Computer Science and Engineering —Structure of The Field
Computation is synthetic in the sense that many of the phenomena computer scientists and engineers study are created by humans rather than occurring naturally in the physical world. As Professor Fred Brooks of the University of North Carolina, Chapel Hill observed [Academic Careers, 94, p. 35],
When one discovers a fact about nature, it is a contribution per se, no matter how small. Since anyone can create something new [in a synthetic field], that alone does not establish a contribution. Rather, one must show that the creation is better.
Accordingly, research in computer science and engineering is largely devoted to establishing the “better” property.
The computer science and engineering field in academe is composed of faculty who apply one of two basic research paradigms: theory or experimentation. Generalizing, theoreticians tend to conduct research that resembles mathematics. The phenomena are abstract, and the intellectual contribution is usually expressed in the form of theorems with proofs. Though conference publication is highly regarded in the theoretical community, there is a long tradition of completing, revising, and extending conference papers for submission and publication in archival journals. Accordingly, faculty who pursue theoretical work are often more easily evaluated by traditional academic mechanisms. Nevertheless, the discussion below regarding “impact” will apply to theoretical work, too.

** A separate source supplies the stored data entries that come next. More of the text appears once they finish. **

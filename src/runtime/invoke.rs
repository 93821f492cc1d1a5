use crate::runtime::{error::CuminError, handler::Handler, naming::function_name, value::Value};

/// Executes `handler` against an already coerced, arity-correct argument
/// list and returns its raw results, one value per declared return slot.
///
/// Errors raised by the callable's own logic come back inside the raw list
/// under the trailing-error convention. Panics are not caught.
pub fn call(handler: &Handler, args: Vec<Value>) -> Result<Vec<Value>, CuminError> {
    let (Some(func), Some(signature)) = (handler.raw(), handler.signature()) else {
        return Err(CuminError::NotCallable);
    };

    tracing::trace!(?handler, args = args.len(), "calling");
    let raw = func(args)?;

    let declared = signature.returns().len();
    if raw.len() != declared {
        return Err(CuminError::Fault {
            name: function_name(handler),
            expected: declared,
            got: raw.len(),
        });
    }
    Ok(raw)
}
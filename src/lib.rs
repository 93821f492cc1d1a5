//! Dynamic invocation of statically typed Rust functions.
//!
//! Loosely-typed values (typically decoded JSON, where every number may be a
//! float) are adapted to a function's declared parameter types, the function
//! is called, and its results are normalized. A function whose last return
//! slot is an error (`Result<_, E>`) reports failure through that slot.
//!
//! ```
//! use cumin::{Curry, Value};
//!
//! fn add(a: i32, b: i32) -> i32 {
//!     a + b
//! }
//!
//! let curry = Curry::from_fn(add).unwrap();
//! let result = curry.invoke(&[Value::Float(2.0), Value::Int(3)]).unwrap();
//! assert_eq!(result, vec![Value::Int(5)]);
//! ```
pub mod runtime;

pub use runtime::{
    Curry, cumin,
    error::CuminError,
    handler::{Handler, IntoHandler},
    registry::Registry,
    types::{FloatKind, IntKind, IntoValue, Kind, Param, Returns, Signature, TypeDescriptor},
    value::{Map, Value},
};
//! Invocation core: values, descriptors, coercion, and calls.
//!
//! # Pipeline
//! An invocation runs, in order:
//! - [`introspect`]: the handler's declared signature (`NotCallable` if none)
//! - arity check against the signature (`ArityMismatch`)
//! - [`coerce`]: each argument adapted to its parameter (`TypeMismatch`)
//! - [`invoke`]: the call itself, producing one raw value per return slot
//! - [`extract`]: the trailing-error convention (`Invocation`)
//!
//! [`cumin`] runs all of it per call; a [`Curry`] caches the signature and
//! name so only the last four steps repeat.
use crate::runtime::{error::CuminError, value::Value};

pub mod coerce;
pub mod curry;
pub mod error;
pub mod extract;
pub mod handler;
pub mod introspect;
pub mod invoke;
pub mod json;
pub mod naming;
pub mod registry;
pub mod types;
pub mod value;

pub use curry::{Curry, cumin};

/// Type-erased callable: coerced arguments in, one value per return slot out.
pub type RawFn = dyn Fn(Vec<Value>) -> Result<Vec<Value>, CuminError> + Send + Sync;
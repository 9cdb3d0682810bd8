//! Client-facing problem document with fixed status, title, and detail.

use serde::{Deserialize, Serialize};
use thiserror::Error;
use utoipa::ToSchema;

use crate::aggregate::{self, ErrorMap};
use crate::failure::{ConstraintFailure, FieldFailure};

/// HTTP status carried by every problem document.
pub const PROBLEM_STATUS: u16 = 400;

/// Title carried by every problem document.
pub const DEFAULT_TITLE: &str = "Bean validation error";

/// Detail carried by every problem document.
pub const DEFAULT_DETAIL: &str = "One or more fields were invalid. See 'errors' for details.";

/// Standard error document returned for binding and constraint failures.
///
/// Both failure kinds produce documents of identical shape; clients can only
/// tell them apart by the keys present in `errors`, which are already
/// normalised to the same flat namespace. The document is immutable once
/// constructed and implements [`std::error::Error`] so handlers can propagate
/// it with `?`.
#[derive(Debug, Clone, PartialEq, Eq, Error, Serialize, Deserialize, ToSchema)]
#[serde(rename_all = "camelCase")]
#[serde(deny_unknown_fields)]
#[error("{detail}")]
pub struct ProblemDocument {
    #[schema(example = 400)]
    status: u16,
    #[schema(example = "Bean validation error")]
    title: String,
    #[schema(example = "One or more fields were invalid. See 'errors' for details.")]
    detail: String,
    #[schema(example = json!({"email": "must be a well-formed email"}))]
    errors: ErrorMap,
}

impl ProblemDocument {
    /// Wraps an aggregated error map in a document with the fixed status,
    /// title, and detail. The map is stored as-is; the `errors` field is
    /// always emitted, even when the map is empty.
    #[must_use]
    pub fn from_errors(errors: ErrorMap) -> Self {
        Self {
            status: PROBLEM_STATUS,
            title: DEFAULT_TITLE.to_owned(),
            detail: DEFAULT_DETAIL.to_owned(),
            errors,
        }
    }

    /// Aggregates binding failures and wraps the result.
    #[must_use]
    pub fn from_field_failures(failures: impl IntoIterator<Item = FieldFailure>) -> Self {
        Self::from_errors(aggregate::aggregate_field_failures(failures))
    }

    /// Aggregates constraint failures and wraps the result.
    #[must_use]
    pub fn from_constraint_failures(failures: impl IntoIterator<Item = ConstraintFailure>) -> Self {
        Self::from_errors(aggregate::aggregate_constraint_failures(failures))
    }

    /// HTTP status of the document; always [`PROBLEM_STATUS`].
    #[must_use]
    pub const fn status(&self) -> u16 {
        self.status
    }

    /// Document title; always [`DEFAULT_TITLE`].
    #[must_use]
    pub fn title(&self) -> &str {
        &self.title
    }

    /// Document detail; always [`DEFAULT_DETAIL`].
    #[must_use]
    pub fn detail(&self) -> &str {
        &self.detail
    }

    /// Field-to-message mapping; possibly empty, never absent.
    #[must_use]
    pub const fn errors(&self) -> &ErrorMap {
        &self.errors
    }
}
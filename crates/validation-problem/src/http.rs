//! Actix adapter turning failure collections into problem responses.
//!
//! The surrounding dispatch layer explicitly calls these entry points when it
//! catches one of the two recognised failure kinds. Logging happens here so
//! the aggregation and document construction stay pure.

use actix_web::http::header::{self, HeaderValue};
use actix_web::{HttpResponse, ResponseError, http::StatusCode};
use tracing::info;

use crate::document::ProblemDocument;
use crate::failure::{ConstraintFailure, FieldFailure};

/// Media type of the serialised problem document.
pub const PROBLEM_JSON: &str = "application/problem+json";

impl ResponseError for ProblemDocument {
    fn status_code(&self) -> StatusCode {
        StatusCode::BAD_REQUEST
    }

    fn error_response(&self) -> HttpResponse {
        let mut response = HttpResponse::build(self.status_code()).json(self);
        response
            .headers_mut()
            .insert(header::CONTENT_TYPE, HeaderValue::from_static(PROBLEM_JSON));
        response
    }
}

/// Handles payload binding failures for the current request.
///
/// Terminal for the request: the failures are fully recovered into a 400
/// document and nothing propagates past this layer. An empty collection
/// still yields a complete document with an empty `errors` map.
#[must_use]
pub fn handle_binding_failures(failures: Vec<FieldFailure>) -> ProblemDocument {
    info!(
        failure_count = failures.len(),
        "handling request binding failures"
    );
    ProblemDocument::from_field_failures(failures)
}

/// Handles constraint violations raised outside the binding path.
///
/// Produces a document indistinguishable from the binding case; clients see
/// one uniform error shape for both failure kinds.
#[must_use]
pub fn handle_constraint_violations(failures: Vec<ConstraintFailure>) -> ProblemDocument {
    info!(
        failure_count = failures.len(),
        "handling constraint violations"
    );
    ProblemDocument::from_constraint_failures(failures)
}

#[cfg(test)]
mod tests;
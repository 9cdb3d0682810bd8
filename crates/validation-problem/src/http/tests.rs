//! Tests for the Actix problem-response adapter.

use actix_web::body::to_bytes;
use actix_web::http::header;
use rstest::rstest;
use serde_json::{Value, json};

use super::*;

async fn response_parts(document: &ProblemDocument) -> (StatusCode, String, Value) {
    let response = ResponseError::error_response(document);
    let status = response.status();
    let content_type = response
        .headers()
        .get(header::CONTENT_TYPE)
        .expect("content type is set")
        .to_str()
        .expect("content type is valid UTF-8")
        .to_owned();
    let bytes = to_bytes(response.into_body())
        .await
        .expect("reading response body succeeds");
    let body = serde_json::from_slice(&bytes).expect("body is valid JSON");
    (status, content_type, body)
}

#[rstest]
fn status_code_is_bad_request() {
    let document = handle_binding_failures(Vec::new());
    assert_eq!(ResponseError::status_code(&document), StatusCode::BAD_REQUEST);
}

#[rstest]
#[actix_rt::test]
async fn response_carries_the_problem_media_type_and_document() {
    let document = handle_binding_failures(vec![FieldFailure::new(
        "email",
        "must be a well-formed email",
    )]);

    let (status, content_type, body) = response_parts(&document).await;
    assert_eq!(status, StatusCode::BAD_REQUEST);
    assert_eq!(content_type, PROBLEM_JSON);
    assert_eq!(
        body,
        json!({
            "status": 400,
            "title": "Bean validation error",
            "detail": "One or more fields were invalid. See 'errors' for details.",
            "errors": {"email": "must be a well-formed email"},
        })
    );
}

#[rstest]
#[actix_rt::test]
async fn empty_failure_collections_produce_a_complete_response() {
    let document = handle_constraint_violations(Vec::new());

    let (status, content_type, body) = response_parts(&document).await;
    assert_eq!(status, StatusCode::BAD_REQUEST);
    assert_eq!(content_type, PROBLEM_JSON);
    assert_eq!(
        body,
        json!({
            "status": 400,
            "title": "Bean validation error",
            "detail": "One or more fields were invalid. See 'errors' for details.",
            "errors": {},
        })
    );
}

#[rstest]
fn both_entry_points_converge_on_the_same_document() {
    let from_binding = handle_binding_failures(vec![FieldFailure::new(
        "email",
        "must be a well-formed email",
    )]);
    let from_constraints = handle_constraint_violations(vec![ConstraintFailure::new(
        "createUser.arg0.email",
        "must be a well-formed email",
    )]);

    assert_eq!(from_binding, from_constraints);
}
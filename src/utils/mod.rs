//! Utilities
//!
//! Common utilities used throughout the application.

pub mod error;
pub mod paths;

pub use error::*;
pub use paths::*;
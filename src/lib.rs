//! Prompt Forge
//!
//! Generation orchestration engine for prompt-to-app builders. It provides:
//! - The run state machine (plan, build, verify, correct)
//! - Linear per-project version history
//! - Oracle access with context trimming, decoding and retries
//! - Runtime telemetry feedback
//! - JSON configuration and workspace persistence

pub mod models;
pub mod services;
pub mod state;
pub mod storage;
pub mod utils;

pub use models::settings::{AppConfig, ContextBudget, SettingsUpdate};
pub use services::history::{HistoryStore, VersionSummary};
pub use services::orchestrator::{RunOrchestrator, RunOutcome, RunPhase, RunStatus};
pub use state::AppState;
pub use storage::{ConfigService, JsonWorkspaceStore};
pub use utils::error::{AppError, AppResult};
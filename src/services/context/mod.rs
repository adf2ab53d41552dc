//! Context Management Service
//!
//! Keeps oracle requests within the configured message and byte budgets.

mod optimizer;

pub use optimizer::{ContextOptimizer, OptimizedContext};
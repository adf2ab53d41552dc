//! Error-Feedback Monitor
//!
//! Watches a project's telemetry while its run is verifying. The wait is a
//! race between buffer changes, the verify timeout and the run's
//! cancellation token.

use std::sync::Arc;
use std::time::Duration;

use prompt_forge_core::ConsoleMessage;
use tokio_util::sync::CancellationToken;

use super::hub::TelemetryHub;

/// Outcome of one verification window.
#[derive(Debug, Clone, PartialEq)]
pub enum Verdict {
    /// Telemetry arrived and none of it was an error
    Clean,
    /// Nothing arrived before the timeout; treated as clean
    Silent,
    /// Error-level telemetry; carries the whole buffer at that moment
    Errors(Vec<ConsoleMessage>),
    Cancelled,
}

impl Verdict {
    pub fn is_clean(&self) -> bool {
        matches!(self, Verdict::Clean | Verdict::Silent)
    }
}

/// Classifies a project's telemetry stream as clean or erroring.
pub struct ErrorFeedbackMonitor {
    hub: Arc<TelemetryHub>,
}

impl ErrorFeedbackMonitor {
    pub fn new(hub: Arc<TelemetryHub>) -> Self {
        Self { hub }
    }

    /// Wait up to `timeout` for a verdict on `project_id`.
    ///
    /// On the first error the buffer is handed over and cleared.
    pub async fn watch(
        &self,
        project_id: &str,
        cancel: &CancellationToken,
        timeout: Duration,
    ) -> Verdict {
        let Some(mut rx) = self.hub.subscribe(project_id).await else {
            // buffer removed with its project
            return if cancel.is_cancelled() {
                Verdict::Cancelled
            } else {
                Verdict::Silent
            };
        };
        let deadline = tokio::time::sleep(timeout);
        tokio::pin!(deadline);

        loop {
            let (has_error, has_entries) = {
                let buffer = rx.borrow_and_update();
                (buffer.iter().any(|m| m.level.is_error()), !buffer.is_empty())
            };

            if has_error {
                let errors = self.hub.take(project_id).await;
                tracing::info!(
                    "[Monitor] project={} captured {} telemetry entries with errors",
                    project_id,
                    errors.len()
                );
                return Verdict::Errors(errors);
            }
            if has_entries {
                tracing::debug!("[Monitor] project={} clean telemetry", project_id);
                return Verdict::Clean;
            }

            tokio::select! {
                biased;
                _ = cancel.cancelled() => return Verdict::Cancelled,
                _ = &mut deadline => {
                    tracing::debug!("[Monitor] project={} no telemetry within {}ms", project_id, timeout.as_millis());
                    return Verdict::Silent;
                }
                changed = rx.changed() => {
                    if changed.is_err() {
                        // buffer removed with its project
                        return Verdict::Silent;
                    }
                }
            }
        }
    }
}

As a second generalization, experimentalists tend to conduct research that involves creating computational artifacts and assessing them. The ideas are embodied in the artifact, which could be a chip, circuit, computer, network, software, robot, etc. Artifacts can be compared to lab apparatus in other physical sciences or engineering in that they are a medium of experimentation. Unlike lab apparatus, however, computational artifacts embody the idea or concept as well as being a means to measure or observe it. Researchers test and measure the performance of the artifacts, evaluating their effectiveness at solving the target problem. A key research tradition is to share artifacts with other researchers to the greatest extent possible. Allowing one’s colleagues to examine and use one’s creation is a more intimate way of conveying one’s ideas than journal publishing, and is seen to be more effective. For experimentalists conference publication is preferred to journal publication, and the premier conferences are generally more selective than the premier journals [Academic Careers, 94]. In these and other ways experimental research is at variance with conventional academic publication traditions.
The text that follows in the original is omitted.